• **Required action**:
Needed from the data below: all lines that contain the word "which".

• **Records for this exercise**:
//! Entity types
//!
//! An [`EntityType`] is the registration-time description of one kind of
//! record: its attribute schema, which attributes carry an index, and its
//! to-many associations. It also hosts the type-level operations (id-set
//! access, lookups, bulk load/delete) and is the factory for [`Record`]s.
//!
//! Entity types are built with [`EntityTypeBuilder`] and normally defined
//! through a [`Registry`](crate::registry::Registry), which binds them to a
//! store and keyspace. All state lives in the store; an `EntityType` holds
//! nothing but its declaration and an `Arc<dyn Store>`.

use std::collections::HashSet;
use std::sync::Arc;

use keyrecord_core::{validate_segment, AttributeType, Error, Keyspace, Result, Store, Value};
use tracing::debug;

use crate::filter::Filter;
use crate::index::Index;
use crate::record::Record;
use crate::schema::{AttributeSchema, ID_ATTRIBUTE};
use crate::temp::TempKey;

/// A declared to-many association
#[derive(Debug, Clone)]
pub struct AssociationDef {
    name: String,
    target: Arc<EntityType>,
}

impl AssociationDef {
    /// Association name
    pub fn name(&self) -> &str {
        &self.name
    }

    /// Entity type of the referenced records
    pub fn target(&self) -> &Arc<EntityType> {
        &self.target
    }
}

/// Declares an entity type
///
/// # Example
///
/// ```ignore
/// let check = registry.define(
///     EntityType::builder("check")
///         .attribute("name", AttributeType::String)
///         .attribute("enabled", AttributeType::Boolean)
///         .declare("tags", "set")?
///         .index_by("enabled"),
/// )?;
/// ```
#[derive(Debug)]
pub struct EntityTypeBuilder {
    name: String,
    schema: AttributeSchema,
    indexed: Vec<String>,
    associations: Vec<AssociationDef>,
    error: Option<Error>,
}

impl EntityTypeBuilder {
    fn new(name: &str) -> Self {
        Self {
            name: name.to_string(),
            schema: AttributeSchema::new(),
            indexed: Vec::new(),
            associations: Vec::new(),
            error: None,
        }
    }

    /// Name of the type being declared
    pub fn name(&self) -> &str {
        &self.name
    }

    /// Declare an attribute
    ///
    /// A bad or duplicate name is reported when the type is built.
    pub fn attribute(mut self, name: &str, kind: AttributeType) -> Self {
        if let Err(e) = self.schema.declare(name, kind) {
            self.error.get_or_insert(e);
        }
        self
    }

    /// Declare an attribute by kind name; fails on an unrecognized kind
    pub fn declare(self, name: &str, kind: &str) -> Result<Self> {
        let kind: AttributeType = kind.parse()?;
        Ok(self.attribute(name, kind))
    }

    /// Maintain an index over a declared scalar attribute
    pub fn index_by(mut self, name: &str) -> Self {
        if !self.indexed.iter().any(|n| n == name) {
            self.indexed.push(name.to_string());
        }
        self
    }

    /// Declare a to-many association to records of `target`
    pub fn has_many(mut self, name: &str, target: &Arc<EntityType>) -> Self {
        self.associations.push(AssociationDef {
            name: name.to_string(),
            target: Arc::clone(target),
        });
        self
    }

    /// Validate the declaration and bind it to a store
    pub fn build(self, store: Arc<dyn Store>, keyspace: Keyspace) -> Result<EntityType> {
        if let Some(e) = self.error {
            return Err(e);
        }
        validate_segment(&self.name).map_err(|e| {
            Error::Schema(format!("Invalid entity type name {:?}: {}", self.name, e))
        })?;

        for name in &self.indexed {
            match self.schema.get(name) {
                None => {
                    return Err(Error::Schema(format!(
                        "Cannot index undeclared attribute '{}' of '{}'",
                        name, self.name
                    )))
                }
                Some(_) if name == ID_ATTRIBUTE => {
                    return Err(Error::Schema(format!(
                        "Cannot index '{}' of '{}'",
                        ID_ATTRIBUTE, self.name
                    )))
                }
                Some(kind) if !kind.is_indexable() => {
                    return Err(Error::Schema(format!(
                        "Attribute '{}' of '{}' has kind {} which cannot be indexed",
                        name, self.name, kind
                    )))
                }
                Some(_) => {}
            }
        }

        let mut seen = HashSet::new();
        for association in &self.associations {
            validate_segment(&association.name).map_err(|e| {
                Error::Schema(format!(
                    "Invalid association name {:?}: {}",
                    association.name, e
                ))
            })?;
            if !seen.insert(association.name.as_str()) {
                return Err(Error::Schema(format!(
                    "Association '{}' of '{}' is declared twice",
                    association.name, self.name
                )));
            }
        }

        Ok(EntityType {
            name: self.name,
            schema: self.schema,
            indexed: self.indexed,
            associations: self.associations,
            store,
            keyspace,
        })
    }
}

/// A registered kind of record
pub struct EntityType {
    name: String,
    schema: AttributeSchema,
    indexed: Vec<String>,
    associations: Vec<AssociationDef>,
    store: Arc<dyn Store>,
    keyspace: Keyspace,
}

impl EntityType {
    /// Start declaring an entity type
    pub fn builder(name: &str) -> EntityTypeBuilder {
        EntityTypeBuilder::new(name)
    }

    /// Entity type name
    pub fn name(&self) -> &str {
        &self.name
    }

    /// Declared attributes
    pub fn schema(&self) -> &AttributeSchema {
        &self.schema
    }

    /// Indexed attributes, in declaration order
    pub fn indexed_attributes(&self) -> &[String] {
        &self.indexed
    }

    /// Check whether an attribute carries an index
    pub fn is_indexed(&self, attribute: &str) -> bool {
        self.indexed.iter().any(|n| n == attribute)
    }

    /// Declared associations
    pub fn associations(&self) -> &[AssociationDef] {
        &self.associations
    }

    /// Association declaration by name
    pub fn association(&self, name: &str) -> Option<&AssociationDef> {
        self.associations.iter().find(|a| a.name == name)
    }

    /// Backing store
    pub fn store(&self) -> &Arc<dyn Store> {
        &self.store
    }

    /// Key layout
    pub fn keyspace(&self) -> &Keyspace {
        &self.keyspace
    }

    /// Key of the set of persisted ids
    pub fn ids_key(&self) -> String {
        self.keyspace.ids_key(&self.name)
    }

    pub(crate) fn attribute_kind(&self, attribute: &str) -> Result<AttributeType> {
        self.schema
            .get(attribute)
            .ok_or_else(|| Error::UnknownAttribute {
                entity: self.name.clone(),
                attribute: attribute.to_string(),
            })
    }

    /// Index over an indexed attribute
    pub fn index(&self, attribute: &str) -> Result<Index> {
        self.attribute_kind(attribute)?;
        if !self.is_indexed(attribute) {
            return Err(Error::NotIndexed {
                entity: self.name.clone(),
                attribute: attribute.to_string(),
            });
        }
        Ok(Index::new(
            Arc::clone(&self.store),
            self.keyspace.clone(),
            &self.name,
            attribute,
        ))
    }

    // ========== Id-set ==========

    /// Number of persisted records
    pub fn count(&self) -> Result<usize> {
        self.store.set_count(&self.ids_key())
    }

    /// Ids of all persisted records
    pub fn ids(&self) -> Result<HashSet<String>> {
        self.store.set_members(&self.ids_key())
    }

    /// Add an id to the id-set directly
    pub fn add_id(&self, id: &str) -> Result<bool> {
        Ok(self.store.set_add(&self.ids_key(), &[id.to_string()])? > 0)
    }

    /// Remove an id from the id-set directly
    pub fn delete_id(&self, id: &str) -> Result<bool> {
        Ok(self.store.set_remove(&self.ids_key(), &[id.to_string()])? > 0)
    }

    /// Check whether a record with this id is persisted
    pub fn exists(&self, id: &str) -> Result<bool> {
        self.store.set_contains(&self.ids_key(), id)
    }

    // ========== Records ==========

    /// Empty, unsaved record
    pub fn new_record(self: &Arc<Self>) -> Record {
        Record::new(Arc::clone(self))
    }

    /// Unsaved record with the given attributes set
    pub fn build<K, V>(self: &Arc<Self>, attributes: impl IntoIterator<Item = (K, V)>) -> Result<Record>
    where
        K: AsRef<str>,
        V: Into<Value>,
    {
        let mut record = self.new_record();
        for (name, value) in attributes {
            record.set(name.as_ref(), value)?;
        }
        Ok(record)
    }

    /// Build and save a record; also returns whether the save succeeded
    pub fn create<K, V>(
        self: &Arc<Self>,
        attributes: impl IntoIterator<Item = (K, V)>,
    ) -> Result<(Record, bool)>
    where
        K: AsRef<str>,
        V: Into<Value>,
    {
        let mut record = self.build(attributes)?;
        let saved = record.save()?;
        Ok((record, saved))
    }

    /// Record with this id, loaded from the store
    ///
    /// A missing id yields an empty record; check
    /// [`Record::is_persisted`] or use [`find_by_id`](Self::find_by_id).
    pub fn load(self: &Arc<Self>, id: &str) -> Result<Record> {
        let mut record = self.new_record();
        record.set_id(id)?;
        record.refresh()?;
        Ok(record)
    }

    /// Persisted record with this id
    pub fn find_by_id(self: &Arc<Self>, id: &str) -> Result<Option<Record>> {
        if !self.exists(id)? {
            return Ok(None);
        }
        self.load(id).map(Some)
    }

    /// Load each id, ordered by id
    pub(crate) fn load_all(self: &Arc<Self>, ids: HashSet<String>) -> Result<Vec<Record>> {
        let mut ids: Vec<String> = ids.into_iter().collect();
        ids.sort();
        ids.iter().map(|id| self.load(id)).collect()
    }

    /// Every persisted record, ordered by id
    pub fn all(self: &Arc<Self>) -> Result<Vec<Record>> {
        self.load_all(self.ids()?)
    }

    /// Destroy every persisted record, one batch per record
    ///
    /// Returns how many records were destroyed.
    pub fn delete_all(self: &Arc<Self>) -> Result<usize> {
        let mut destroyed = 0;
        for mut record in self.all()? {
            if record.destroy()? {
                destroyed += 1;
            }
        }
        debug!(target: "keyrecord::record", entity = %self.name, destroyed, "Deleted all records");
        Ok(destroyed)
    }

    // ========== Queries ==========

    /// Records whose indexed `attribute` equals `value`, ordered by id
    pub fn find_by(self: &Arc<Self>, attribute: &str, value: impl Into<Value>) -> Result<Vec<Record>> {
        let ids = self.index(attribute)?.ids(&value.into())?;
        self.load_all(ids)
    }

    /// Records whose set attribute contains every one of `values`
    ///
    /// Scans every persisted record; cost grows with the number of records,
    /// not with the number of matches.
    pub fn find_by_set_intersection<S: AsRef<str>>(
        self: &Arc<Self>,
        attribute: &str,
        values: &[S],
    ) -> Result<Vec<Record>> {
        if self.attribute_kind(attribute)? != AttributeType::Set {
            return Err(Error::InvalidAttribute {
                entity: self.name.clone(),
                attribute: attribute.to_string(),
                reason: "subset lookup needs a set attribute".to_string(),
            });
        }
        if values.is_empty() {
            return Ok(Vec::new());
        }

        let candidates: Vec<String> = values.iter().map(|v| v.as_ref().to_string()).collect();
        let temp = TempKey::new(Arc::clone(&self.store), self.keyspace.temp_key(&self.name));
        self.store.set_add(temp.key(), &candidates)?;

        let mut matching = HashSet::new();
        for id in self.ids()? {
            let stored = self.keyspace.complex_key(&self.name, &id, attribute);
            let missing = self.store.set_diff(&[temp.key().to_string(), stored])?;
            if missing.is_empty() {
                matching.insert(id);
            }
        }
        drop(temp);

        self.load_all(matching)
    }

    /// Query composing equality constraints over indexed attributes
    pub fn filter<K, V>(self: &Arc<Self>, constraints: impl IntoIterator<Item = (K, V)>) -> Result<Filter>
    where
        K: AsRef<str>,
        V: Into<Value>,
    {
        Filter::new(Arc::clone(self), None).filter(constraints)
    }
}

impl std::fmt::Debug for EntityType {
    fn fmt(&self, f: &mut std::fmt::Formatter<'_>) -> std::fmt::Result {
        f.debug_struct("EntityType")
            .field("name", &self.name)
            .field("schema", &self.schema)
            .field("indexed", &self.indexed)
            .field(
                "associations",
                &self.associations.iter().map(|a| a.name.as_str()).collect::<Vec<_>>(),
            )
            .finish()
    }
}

• **Written response**:
//! record: its attribute schema, which attributes carry an index, and its
//! through a [`Registry`](crate::registry::Registry), which binds them to a
                        "Attribute '{}' of '{}' has kind {} which cannot be indexed",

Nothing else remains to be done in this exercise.